» WORK INSTRUCTIONS: Look through the data below and extract, unchanged, the lines from the one that contains "let e = ConfigStoreError::MalformedFilter" to the one that contains "fn collect_names(dir: &Dir<'_>, out: &mut", both included.

» Saved entries:
══════
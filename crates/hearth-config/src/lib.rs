//! Configuration store for Hearth.
//!
//! Records are flat string property maps identified by a PID, optionally
//! created from a factory PID. Stores are queried with LDAP-style filters
//! (`(&(log.level=INFO)(hearth.logger=*))`). `FileConfigStore` persists records
//! as checksummed JSON; `MemoryConfigStore` keeps them in process. The
//! `LoggingConfigRegistrar` uses a store to create the engine's logging
//! configuration exactly once.

pub mod file_store;
pub mod filter;
pub mod lock;
pub mod logging;
pub mod memory;
pub mod record;

pub use file_store::FileConfigStore;
pub use filter::Filter;
pub use lock::StoreLock;
pub use logging::{LoggingConfig, LoggingConfigRegistrar};
pub use memory::MemoryConfigStore;
pub use record::{validate_pid, ConfigRecord, Properties};

use thiserror::Error;

#[derive(Debug, Error)]
pub enum ConfigStoreError {
    #[error("config store I/O error: {0}")]
    Io(#[from] std::io::Error),
    #[error("malformed filter '{filter}': {reason}")]
    MalformedFilter { filter: String, reason: String },
    #[error("configuration not found: {0}")]
    NotFound(String),
    #[error("invalid configuration PID: {0}")]
    InvalidPid(String),
    #[error("integrity check failed for configuration '{pid}': expected {expected}, got {actual}")]
    IntegrityFailure {
        pid: String,
        expected: String,
        actual: String,
    },
    #[error("serialization error: {0}")]
    Serialization(#[from] serde_json::Error),
    #[error("config store lock poisoned: {0}")]
    Poisoned(String),
}

/// Outcome of [`ConfigStore::find_or_create`].
#[derive(Debug, Clone, PartialEq, Eq)]
pub enum Lookup {
    Found(ConfigRecord),
    Created(ConfigRecord),
}

/// A store of configuration records.
pub trait ConfigStore: Send + Sync {
    /// All records matching `filter`, oldest first.
    ///
    /// Returns [`ConfigStoreError::MalformedFilter`] if the filter does not parse.
    fn list(&self, filter: &str) -> Result<Vec<ConfigRecord>, ConfigStoreError>;

    /// Create a record with a fresh PID derived from `factory_pid`, written
    /// together with its properties.
    fn create_factory(
        &self,
        factory_pid: &str,
        properties: Properties,
    ) -> Result<ConfigRecord, ConfigStoreError>;

    /// The oldest record matching `filter`, or a new one created from
    /// `factory_pid` with `properties` if none matches.
    ///
    /// Implementations make the lookup and the creation atomic with respect to
    /// other `find_or_create` calls on the same store. The default does not.
    fn find_or_create(
        &self,
        filter: &str,
        factory_pid: &str,
        properties: Properties,
    ) -> Result<Lookup, ConfigStoreError> {
        if let Some(existing) = self.list(filter)?.into_iter().next() {
            return Ok(Lookup::Found(existing));
        }
        Ok(Lookup::Created(self.create_factory(factory_pid, properties)?))
    }

    /// Replace the properties of an existing record.
    fn update(&self, pid: &str, properties: Properties) -> Result<ConfigRecord, ConfigStoreError>;

    fn get(&self, pid: &str) -> Result<ConfigRecord, ConfigStoreError>;

    fn delete(&self, pid: &str) -> Result<(), ConfigStoreError>;
}

#[cfg(test)]
mod tests {
    use super::*;

    #[test]
    fn malformed_filter_display() {
        let e = ConfigStoreError::MalformedFilter {
            filter: "(a=b".to_owned(),
            reason: "expected ')'".to_owned(),
        };
        let msg = e.to_string();
        assert!(msg.contains("(a=b"));
        assert!(msg.contains("expected ')'"));
    }

    #[test]
    fn integrity_failure_display() {
        let e = ConfigStoreError::IntegrityFailure {
            pid: "log.abc".to_owned(),
            expected: "exp".to_owned(),
            actual: "act".to_owned(),
        };
        let msg = e.to_string();
        assert!(msg.contains("log.abc"));
        assert!(msg.contains("exp"));
        assert!(msg.contains("act"));
    }
}
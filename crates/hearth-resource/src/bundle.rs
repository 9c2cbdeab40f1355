use include_dir::{include_dir, Dir, DirEntry};

static DEFAULTS: Dir<'static> = include_dir!("$CARGO_MANIFEST_DIR/assets/defaults");
static EMPTY: Dir<'static> = Dir::new("", &[]);

/// A read-only set of resources compiled into the binary.
///
/// Lookup names are relative to the bundle root; a leading `/` is ignored so
/// that `"/schema.xml"` and `"schema.xml"` address the same entry.
#[derive(Debug, Clone, Copy)]
pub struct Bundle {
    dir: &'static Dir<'static>,
}

impl Bundle {
    /// The engine defaults: `solr.xml`, `solrconfig.xml` and `schema.xml`.
    pub fn defaults() -> Self {
        Self { dir: &DEFAULTS }
    }

    /// A bundle with no entries.
    pub fn empty() -> Self {
        Self { dir: &EMPTY }
    }

    pub fn get(&self, name: &str) -> Option<&'static [u8]> {
        let key = name.trim_start_matches('/');
        if key.is_empty() {
            return None;
        }
        self.dir.get_file(key).map(include_dir::File::contents)
    }

    pub fn contains(&self, name: &str) -> bool {
        self.get(name).is_some()
    }

    /// All file names in the bundle, sorted.
    pub fn names(&self) -> Vec<String> {
        let mut names = Vec::new();
        collect_names(self.dir, &mut names);
        names.sort();
        names
    }
}

impl Default for Bundle {
    fn default() -> Self {
        Self::defaults()
    }
}

fn collect_names(dir: &Dir<'_>, out: &mut Vec<String>) {
    for entry in dir.entries() {
        match entry {
            DirEntry::Dir(sub) => collect_names(sub, out),
            DirEntry::File(file) => out.push(file.path().to_string_lossy().into_owned()),
        }
    }
}

#[cfg(test)]
mod tests {
    use super::*;

    #[test]
    fn defaults_contain_engine_documents() {
        let bundle = Bundle::defaults();
        assert_eq!(
            bundle.names(),
            vec!["schema.xml", "solr.xml", "solrconfig.xml"]
        );
    }

    #[test]
    fn leading_slash_is_ignored() {
        let bundle = Bundle::defaults();
        assert_eq!(bundle.get("/solr.xml"), bundle.get("solr.xml"));
        assert!(bundle.contains("/solr.xml"));
    }

    #[test]
    fn missing_entry_is_none() {
        let bundle = Bundle::defaults();
        assert!(bundle.get("missing.xml").is_none());
        assert!(bundle.get("").is_none());
        assert!(bundle.get("/").is_none());
    }

    #[test]
    fn empty_bundle_has_no_entries() {
        let bundle = Bundle::empty();
        assert!(bundle.names().is_empty());
        assert!(!bundle.contains("solr.xml"));
    }
}
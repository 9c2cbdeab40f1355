use crate::record::sort_records;
use crate::{
    validate_pid, ConfigRecord, ConfigStore, ConfigStoreError, Filter, Lookup, Properties,
};
use std::collections::HashMap;
use std::sync::{Mutex, MutexGuard};

/// In-process config store. Contents are lost when the store is dropped.
#[derive(Default)]
pub struct MemoryConfigStore {
    records: Mutex<HashMap<String, ConfigRecord>>,
}

impl MemoryConfigStore {
    pub fn new() -> Self {
        Self::default()
    }

    pub fn len(&self) -> usize {
        self.records.lock().map(|r| r.len()).unwrap_or_default()
    }

    pub fn is_empty(&self) -> bool {
        self.len() == 0
    }

    fn lock(&self) -> Result<MutexGuard<'_, HashMap<String, ConfigRecord>>, ConfigStoreError> {
        self.records
            .lock()
            .map_err(|e| ConfigStoreError::Poisoned(e.to_string()))
    }
}

fn matching(records: &HashMap<String, ConfigRecord>, filter: &Filter) -> Vec<ConfigRecord> {
    let mut matched: Vec<ConfigRecord> = records
        .values()
        .filter(|r| filter.matches(r))
        .cloned()
        .collect();
    sort_records(&mut matched);
    matched
}

fn new_record(factory_pid: &str, properties: Properties) -> Result<ConfigRecord, ConfigStoreError> {
    validate_pid(factory_pid)?;
    let mut record = ConfigRecord::new_factory(factory_pid);
    record.properties = properties;
    Ok(record)
}

impl ConfigStore for MemoryConfigStore {
    fn list(&self, filter: &str) -> Result<Vec<ConfigRecord>, ConfigStoreError> {
        let filter = Filter::parse(filter)?;
        Ok(matching(&*self.lock()?, &filter))
    }

    fn create_factory(
        &self,
        factory_pid: &str,
        properties: Properties,
    ) -> Result<ConfigRecord, ConfigStoreError> {
        let record = new_record(factory_pid, properties)?;
        self.lock()?.insert(record.pid.clone(), record.clone());
        Ok(record)
    }

    fn find_or_create(
        &self,
        filter: &str,
        factory_pid: &str,
        properties: Properties,
    ) -> Result<Lookup, ConfigStoreError> {
        let filter = Filter::parse(filter)?;
        let mut records = self.lock()?;
        if let Some(existing) = matching(&records, &filter).into_iter().next() {
            return Ok(Lookup::Found(existing));
        }
        let record = new_record(factory_pid, properties)?;
        records.insert(record.pid.clone(), record.clone());
        Ok(Lookup::Created(record))
    }

    fn update(&self, pid: &str, properties: Properties) -> Result<ConfigRecord, ConfigStoreError> {
        let mut records = self.lock()?;
        let record = records
            .get_mut(pid)
            .ok_or_else(|| ConfigStoreError::NotFound(pid.to_owned()))?;
        record.properties = properties;
        record.touch();
        Ok(record.clone())
    }

    fn get(&self, pid: &str) -> Result<ConfigRecord, ConfigStoreError> {
        self.lock()?
            .get(pid)
            .cloned()
            .ok_or_else(|| ConfigStoreError::NotFound(pid.to_owned()))
    }

    fn delete(&self, pid: &str) -> Result<(), ConfigStoreError> {
        self.lock()?.remove(pid);
        Ok(())
    }
}

#[cfg(test)]
mod tests {
    use super::*;

    #[test]
    fn create_update_and_list() {
        let store = MemoryConfigStore::new();
        let record = store.create_factory("log.factory", Properties::new()).unwrap();
        assert!(record.properties.is_empty());

        let mut props = Properties::new();
        props.insert("log.level".to_owned(), "WARN".to_owned());
        let updated = store.update(&record.pid, props).unwrap();
        assert_eq!(updated.property("log.level"), Some("WARN"));

        let found = store.list("(log.level=WARN)").unwrap();
        assert_eq!(found, vec![updated]);
        assert!(store.list("(log.level=INFO)").unwrap().is_empty());
    }

    #[test]
    fn list_rejects_malformed_filter() {
        let store = MemoryConfigStore::new();
        let err = store.list("(log.level=WARN").unwrap_err();
        assert!(matches!(err, ConfigStoreError::MalformedFilter { .. }));
    }

    #[test]
    fn update_unknown_pid_fails() {
        let store = MemoryConfigStore::new();
        let err = store.update("nope", Properties::new()).unwrap_err();
        assert!(matches!(err, ConfigStoreError::NotFound(p) if p == "nope"));
    }

    #[test]
    fn delete_removes_record() {
        let store = MemoryConfigStore::new();
        let record = store.create_factory("log.factory", Properties::new()).unwrap();
        assert_eq!(store.len(), 1);
        store.delete(&record.pid).unwrap();
        assert!(store.is_empty());
        assert!(store.get(&record.pid).is_err());
    }

    #[test]
    fn create_writes_properties_in_one_step() {
        let store = MemoryConfigStore::new();
        let mut props = Properties::new();
        props.insert("kind".to_owned(), "x".to_owned());
        let record = store.create_factory("log.factory", props).unwrap();
        assert_eq!(store.get(&record.pid).unwrap().property("kind"), Some("x"));
    }

    #[test]
    fn concurrent_find_or_create_makes_one_record() {
        use std::sync::{Arc, Barrier};

        let store = Arc::new(MemoryConfigStore::new());
        let barrier = Arc::new(Barrier::new(8));
        let handles: Vec<_> = (0..8)
            .map(|_| {
                let store = Arc::clone(&store);
                let barrier = Arc::clone(&barrier);
                std::thread::spawn(move || {
                    let mut props = Properties::new();
                    props.insert("kind".to_owned(), "x".to_owned());
                    barrier.wait();
                    store
                        .find_or_create("(kind=x)", "log.factory", props)
                        .unwrap()
                })
            })
            .collect();

        let created = handles
            .into_iter()
            .map(|h| h.join().unwrap())
            .filter(|l| matches!(l, Lookup::Created(_)))
            .count();
        assert_eq!(created, 1);
        assert_eq!(store.len(), 1);
    }
}
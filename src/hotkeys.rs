use std::{sync::mpsc::{self, Receiver, RecvTimeoutError}, thread, time::Duration};

/// Key that commits the form from anywhere.
pub const CONFIRM_KEY: &str = "enter";

/// Receives the names of globally pressed keys.
///
/// The OS hook lives on its own thread and only forwards key names; the
/// click job applies them.
pub struct HotkeyListener {
    rx: Receiver<String>,
}

impl HotkeyListener {
    #[cfg(test)]
    pub fn from_receiver(rx: Receiver<String>) -> Self {
        Self { rx }
    }

    /// Starts the process-wide key hook.
    #[cfg(feature = "hooks")]
    pub fn spawn() -> Self {
        let (tx, rx) = mpsc::channel();
        let spawned = thread::Builder::new()
            .name("hotkeys".into())
            .spawn(move || {
                let result = rdev::listen(move |event| {
                    if let rdev::EventType::KeyPress(key) = event.event_type {
                        let _ = tx.send(key_name(key));
                    }
                });
                if let Err(e) = result {
                    tracing::error!("global key hook stopped: {e:?}");
                }
            });
        if let Err(e) = spawned {
            tracing::error!("could not start hotkey thread: {e}");
        }
        Self { rx }
    }

    #[cfg(not(feature = "hooks"))]
    pub fn spawn() -> Self {
        tracing::warn!("built without the `hooks` feature; global hotkeys are off");
        let (_tx, rx) = mpsc::channel();
        Self { rx }
    }

    /// Blocks up to `timeout` for a key, then takes everything queued.
    pub fn wait(&self, timeout: Duration) -> Vec<String> {
        match self.rx.recv_timeout(timeout) {
            Ok(first) => std::iter::once(first).chain(self.rx.try_iter()).collect(),
            Err(RecvTimeoutError::Timeout) => Vec::new(),
            // no hook running; still pace the caller
            Err(RecvTimeoutError::Disconnected) => {
                thread::sleep(timeout);
                Vec::new()
            }
        }
    }
}

/// Lower-case names: "page up", "end", "f6", "a", "1", ...
#[cfg(feature = "hooks")]
pub fn key_name(key: rdev::Key) -> String {
    use rdev::Key::*;
    let name = match key {
        Alt => "alt",
        AltGr => "alt gr",
        Backspace => "backspace",
        CapsLock => "caps lock",
        ControlLeft | ControlRight => "ctrl",
        Delete | KpDelete => "delete",
        DownArrow => "down",
        End => "end",
        Escape => "esc",
        F1 => "f1",
        F2 => "f2",
        F3 => "f3",
        F4 => "f4",
        F5 => "f5",
        F6 => "f6",
        F7 => "f7",
        F8 => "f8",
        F9 => "f9",
        F10 => "f10",
        F11 => "f11",
        F12 => "f12",
        Home => "home",
        LeftArrow => "left",
        MetaLeft | MetaRight => "windows",
        PageDown => "page down",
        PageUp => "page up",
        Return | KpReturn => "enter",
        RightArrow => "right",
        ShiftLeft | ShiftRight => "shift",
        Space => "space",
        Tab => "tab",
        UpArrow => "up",
        PrintScreen => "print screen",
        ScrollLock => "scroll lock",
        Pause => "pause",
        NumLock => "num lock",
        BackQuote => "`",
        Num1 | Kp1 => "1",
        Num2 | Kp2 => "2",
        Num3 | Kp3 => "3",
        Num4 | Kp4 => "4",
        Num5 | Kp5 => "5",
        Num6 | Kp6 => "6",
        Num7 | Kp7 => "7",
        Num8 | Kp8 => "8",
        Num9 | Kp9 => "9",
        Num0 | Kp0 => "0",
        Minus | KpMinus => "-",
        Equal => "=",
        KpPlus => "+",
        KpMultiply => "*",
        KpDivide => "/",
        KeyQ => "q",
        KeyW => "w",
        KeyE => "e",
        KeyR => "r",
        KeyT => "t",
        KeyY => "y",
        KeyU => "u",
        KeyI => "i",
        KeyO => "o",
        KeyP => "p",
        KeyA => "a",
        KeyS => "s",
        KeyD => "d",
        KeyF => "f",
        KeyG => "g",
        KeyH => "h",
        KeyJ => "j",
        KeyK => "k",
        KeyL => "l",
        KeyZ => "z",
        KeyX => "x",
        KeyC => "c",
        KeyV => "v",
        KeyB => "b",
        KeyN => "n",
        KeyM => "m",
        LeftBracket => "[",
        RightBracket => "]",
        SemiColon => ";",
        Quote => "'",
        BackSlash | IntlBackslash => "\\",
        Comma => ",",
        Dot => ".",
        Slash => "/",
        Insert => "insert",
        Function => "fn",
        Unknown(code) => return format!("unknown {code}"),
        #[allow(unreachable_patterns)]
        other => return format!("{other:?}").to_lowercase(),
    };
    name.to_string()
}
══════
» FINAL ANSWER:
        let e = ConfigStoreError::MalformedFilter {
            filter: "(a=b".to_owned(),
            reason: "expected ')'".to_owned(),
        };
        let msg = e.to_string();
        assert!(msg.contains("(a=b"));
        assert!(msg.contains("expected ')'"));
    }

    #[test]
    fn integrity_failure_display() {
        let e = ConfigStoreError::IntegrityFailure {
            pid: "log.abc".to_owned(),
            expected: "exp".to_owned(),
            actual: "act".to_owned(),
        };
        let msg = e.to_string();
        assert!(msg.contains("log.abc"));
        assert!(msg.contains("exp"));
        assert!(msg.contains("act"));
    }
}
filename crates/hearth-resource/src/bundle.rs
repository 9c2cbdeab40f1355
use include_dir::{include_dir, Dir, DirEntry};

static DEFAULTS: Dir<'static> = include_dir!("$CARGO_MANIFEST_DIR/assets/defaults");
static EMPTY: Dir<'static> = Dir::new("", &[]);

/// A read-only set of resources compiled into the binary.
///
/// Lookup names are relative to the bundle root; a leading `/` is ignored so
/// that `"/schema.xml"` and `"schema.xml"` address the same entry.
#[derive(Debug, Clone, Copy)]
pub struct Bundle {
    dir: &'static Dir<'static>,
}

impl Bundle {
    /// The engine defaults: `solr.xml`, `solrconfig.xml` and `schema.xml`.
    pub fn defaults() -> Self {
        Self { dir: &DEFAULTS }
    }

    /// A bundle with no entries.
    pub fn empty() -> Self {
        Self { dir: &EMPTY }
    }

    pub fn get(&self, name: &str) -> Option<&'static [u8]> {
        let key = name.trim_start_matches('/');
        if key.is_empty() {
            return None;
        }
        self.dir.get_file(key).map(include_dir::File::contents)
    }

    pub fn contains(&self, name: &str) -> bool {
        self.get(name).is_some()
    }

    /// All file names in the bundle, sorted.
    pub fn names(&self) -> Vec<String> {
        let mut names = Vec::new();
        collect_names(self.dir, &mut names);
        names.sort();
        names
    }
}

impl Default for Bundle {
    fn default() -> Self {
        Self::defaults()
    }
}

fn collect_names(dir: &Dir<'_>, out: &mut Vec<String>) {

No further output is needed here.